AEROSPIKE is a really fast NoSQL database.
And we will adapt it and do DB change in our product. Here are some learning notes.
Using 20-byte digest stored as primary key in database
By default, Aerospike does not store the actual primary key in the database. It stores the 20-byte digest (hash of the key) by default. This will be a huge saving for the large keys.
The hash function that Aerospike used is RIPEMD-160, that is known to be secure against collision based attacks. Here is some research on whether RIPEMD-160 is collision free. If you see messages on key collisions which in Aerospike log, please report this. And, you may be able to write a research paper based on the two keys that caused the collision!
If the user key needs to persist on the server, use one of the following methods:
- Explicitly store and retrieve the user key in an application defined bin.
- Ask the database to explicitly store key and detect collisions (e.g., in Java, set WritePolicy.sendKey to true).
Record Deletion
Aerospike separates the data into two parts: index and value. The index is always stored in DRAM, the value can be stored in either SSD/HDD or DRAM (with or without disk for persistence). Delete operations only do an in-memory index deletion for the records. The records on the disk are asynchronously removed by a separate defragmentation process. With defragmentation, the database reclaims storage that is no longer needed. In Aerospike there is no need to explicitly mark records for deletion, thereby reducing writes. This deletion approach is extremely effective in case of flash devices, which may have limited write cycles.
However, with the above performance gains that Aerospike achieves with in-memory index deletion, there is a small chance that the deleted data may not actually be deleted. Consider a scenario where a delete is issued. Before the asynchronous process deletes the record from the disk, the node itself is rebooted. If there is a cold start reboot, the deleted data will be re-indexed and appeared again.
There are some best practices to avoid this scenario. Starting with release Enterprise Edition 2.1.2, with a Fast Restart, Aerospike does not rebuild the whole index from disk on reboot. This will make sure that the deleted data will not get restored to the index. Additionally, instead of a delete, we recommend that you set a TTL for all the records that go into the database. Records whose TTL have expired will never be re-indexed after a reboot. Setting a low TTL value will ensure the expected deletion behavior.
Fast Restart (aka Warm Restart), makes use of Linux system shared memory to enable nodes to start up and re-join their cluster much faster. Database index on a server node, along with various other critical data, is allocated in system shared memory which persists even when the server process is stopped.
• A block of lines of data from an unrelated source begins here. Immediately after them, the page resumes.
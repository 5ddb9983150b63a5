#![cfg_attr(target_os = "none", no_std)]
#![cfg_attr(target_os = "none", no_main)]
#![cfg_attr(target_os = "none", allow(static_mut_refs))]
#![cfg_attr(not(target_os = "none"), allow(dead_code))]

#[cfg(target_os = "none")]
extern crate panic_halt;

mod events;
mod hw;
mod storage;
mod telemetry;

#[cfg(target_os = "none")]
mod runtime;

#[cfg(not(target_os = "none"))]
fn main() {}
//! Actuator catalog and pulse templates shared by firmware and host targets.
//!
//! A template is a const list of output steps, each optionally followed by a
//! blocking hold. Templates also name the safe state driven when a step fails
//! part-way, so a half-finished pulse never leaves the valve open or the motor
//! running.

use core::{fmt, time::Duration};

pub mod camera;
pub mod motor;

pub use camera::{CAMERA_PARK_TEMPLATE, CAMERA_SHUTTER_TEMPLATE};
pub use motor::MOTOR_SOLENOID_TEMPLATE;

/// Logical outputs driven by the payload.
#[derive(Copy, Clone, Debug, Eq, PartialEq)]
pub enum ActuatorId {
    Solenoid,
    Motor,
    LedPrimary,
    LedSecondary,
    CameraTrigger,
}

impl ActuatorId {
    /// Deterministic index for lookups into [`ALL_ACTUATORS`].
    #[must_use]
    pub const fn as_index(self) -> usize {
        match self {
            ActuatorId::Solenoid => 0,
            ActuatorId::Motor => 1,
            ActuatorId::LedPrimary => 2,
            ActuatorId::LedSecondary => 3,
            ActuatorId::CameraTrigger => 4,
        }
    }

    #[must_use]
    pub const fn from_index(index: usize) -> Option<Self> {
        match index {
            0 => Some(ActuatorId::Solenoid),
            1 => Some(ActuatorId::Motor),
            2 => Some(ActuatorId::LedPrimary),
            3 => Some(ActuatorId::LedSecondary),
            4 => Some(ActuatorId::CameraTrigger),
            _ => None,
        }
    }
}

impl fmt::Display for ActuatorId {
    fn fmt(&self, f: &mut fmt::Formatter<'_>) -> fmt::Result {
        f.write_str(actuator_by_id(*self).name)
    }
}

/// Electrical level of an output.
#[derive(Copy, Clone, Debug, Eq, PartialEq)]
pub enum OutputLevel {
    Low,
    High,
}

impl OutputLevel {
    #[must_use]
    pub const fn is_high(self) -> bool {
        matches!(self, OutputLevel::High)
    }

    /// `1` for high, `0` for low.
    #[must_use]
    pub const fn as_bit(self) -> u16 {
        match self {
            OutputLevel::Low => 0,
            OutputLevel::High => 1,
        }
    }

    #[must_use]
    pub const fn from_bool(high: bool) -> Self {
        if high { OutputLevel::High } else { OutputLevel::Low }
    }
}

impl fmt::Display for OutputLevel {
    fn fmt(&self, f: &mut fmt::Formatter<'_>) -> fmt::Result {
        match self {
            OutputLevel::Low => f.write_str("low"),
            OutputLevel::High => f.write_str("high"),
        }
    }
}

/// Board routing for one output.
#[derive(Copy, Clone, Debug, Eq, PartialEq)]
pub struct ActuatorLine {
    pub id: ActuatorId,
    pub name: &'static str,
    pub mcu_pin: &'static str,
    /// Level driven at power-up and whenever the output is released.
    pub idle: OutputLevel,
}

impl ActuatorLine {
    #[must_use]
    pub const fn new(
        id: ActuatorId,
        name: &'static str,
        mcu_pin: &'static str,
        idle: OutputLevel,
    ) -> Self {
        Self {
            id,
            name,
            mcu_pin,
            idle,
        }
    }
}

/// Compile-time catalog of every payload output.
pub const ALL_ACTUATORS: [ActuatorLine; 5] = [
    ActuatorLine::new(ActuatorId::Solenoid, "solenoid", "PB3", OutputLevel::Low),
    ActuatorLine::new(ActuatorId::Motor, "motor", "PB4", OutputLevel::Low),
    ActuatorLine::new(ActuatorId::LedPrimary, "led-1", "PA8", OutputLevel::Low),
    ActuatorLine::new(ActuatorId::LedSecondary, "led-2", "PA9", OutputLevel::Low),
    // The camera board fires on a falling edge, so the trigger idles high.
    ActuatorLine::new(ActuatorId::CameraTrigger, "cam-trig", "PA10", OutputLevel::High),
];

/// Retrieve output metadata by identifier.
#[must_use]
pub const fn actuator_by_id(id: ActuatorId) -> ActuatorLine {
    ALL_ACTUATORS[id.as_index()]
}

/// One output change followed by an optional blocking hold.
#[derive(Copy, Clone, Debug, Eq, PartialEq)]
pub struct ActuationStep {
    pub output: ActuatorId,
    pub level: OutputLevel,
    pub hold_for: Duration,
}

impl ActuationStep {
    #[must_use]
    pub const fn new(output: ActuatorId, level: OutputLevel, hold_for: Duration) -> Self {
        Self {
            output,
            level,
            hold_for,
        }
    }

    /// Step with no hold afterwards.
    #[must_use]
    pub const fn set(output: ActuatorId, level: OutputLevel) -> Self {
        Self::new(output, level, Duration::ZERO)
    }
}

/// Which pulse protocol a template implements.
#[derive(Copy, Clone, Debug, Eq, PartialEq)]
pub enum ActuationKind {
    MotorSolenoid,
    CameraShutter,
    CameraPark,
}

impl ActuationKind {
    #[must_use]
    pub const fn as_index(self) -> u16 {
        match self {
            ActuationKind::MotorSolenoid => 0,
            ActuationKind::CameraShutter => 1,
            ActuationKind::CameraPark => 2,
        }
    }

    #[must_use]
    pub const fn from_index(index: u16) -> Option<Self> {
        match index {
            0 => Some(ActuationKind::MotorSolenoid),
            1 => Some(ActuationKind::CameraShutter),
            2 => Some(ActuationKind::CameraPark),
            _ => None,
        }
    }
}

impl fmt::Display for ActuationKind {
    fn fmt(&self, f: &mut fmt::Formatter<'_>) -> fmt::Result {
        match self {
            ActuationKind::MotorSolenoid => f.write_str("motor-solenoid"),
            ActuationKind::CameraShutter => f.write_str("camera-shutter"),
            ActuationKind::CameraPark => f.write_str("camera-park"),
        }
    }
}

/// Immutable pulse protocol.
#[derive(Copy, Clone, Debug, Eq, PartialEq)]
pub struct ActuationTemplate {
    pub kind: ActuationKind,
    pub steps: &'static [ActuationStep],
    /// Levels forced, in order, when a step fails.
    pub safe_state: &'static [ActuationStep],
}

impl ActuationTemplate {
    #[must_use]
    pub const fn new(
        kind: ActuationKind,
        steps: &'static [ActuationStep],
        safe_state: &'static [ActuationStep],
    ) -> Self {
        Self {
            kind,
            steps,
            safe_state,
        }
    }

    #[must_use]
    pub const fn steps(&self) -> &'static [ActuationStep] {
        self.steps
    }

    #[must_use]
    pub fn step_count(&self) -> usize {
        self.steps.len()
    }

    /// Sum of every hold in the template.
    #[must_use]
    pub fn total_hold(&self) -> Duration {
        self.steps.iter().map(|step| step.hold_for).sum()
    }

    /// Level each output is left at once the template completes.
    #[must_use]
    pub fn final_level(&self, output: ActuatorId) -> Option<OutputLevel> {
        self.steps
            .iter()
            .rev()
            .find(|step| step.output == output)
            .map(|step| step.level)
    }
}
On restarting, the process re-attaches to the persisted memory containing the index and other data, quickly rebuilds some internal state and re-joins its cluster. It does not need to read all the record data from storage drives to rebuild the index. In this way, a node with over 1 billion records will restart in about 10 seconds (as opposed to 40+ minutes without this feature). This allows cluster upgrades and various other operations to go much faster.
- Not using fast-restart feature and
cold-start-empty
for namespace is set to false (this is the default value). In this case when the node starts, it will read the data from disk and rebuild the index. Because the data has not been removed from disk, the node will think it is still active and build a new index entry for it. So the deleted object will return. - Those who doesn’t want to pay money for this, please watch on this github project. tiancaiamao give his implementation for this.
- ‘cold-start-empty’ configuration which prevents data to be loaded from disk, but only by migration from other nodes in the cluster. However, this is a static configure item and cannot be dynamic changed using AMC (Aerospike-management-Console). Which means if you need this configuration in working, you need add the line in configuration file always. But if we include this in the cluster startup, no record will be got from persistent devices.
- A better way is making a monitor process with 2 copy of configuration files, one without ‘cold-start-empty’ configuration and the other one include it. During the very beginning startup, use the one without ‘cold-start-empty’ and we can load data from persistent devices. After that, the monitor process can monitor Aerospike instances. Use the configuration file with ‘cold-start-empty’ when Aerospike instance got down and need to restart.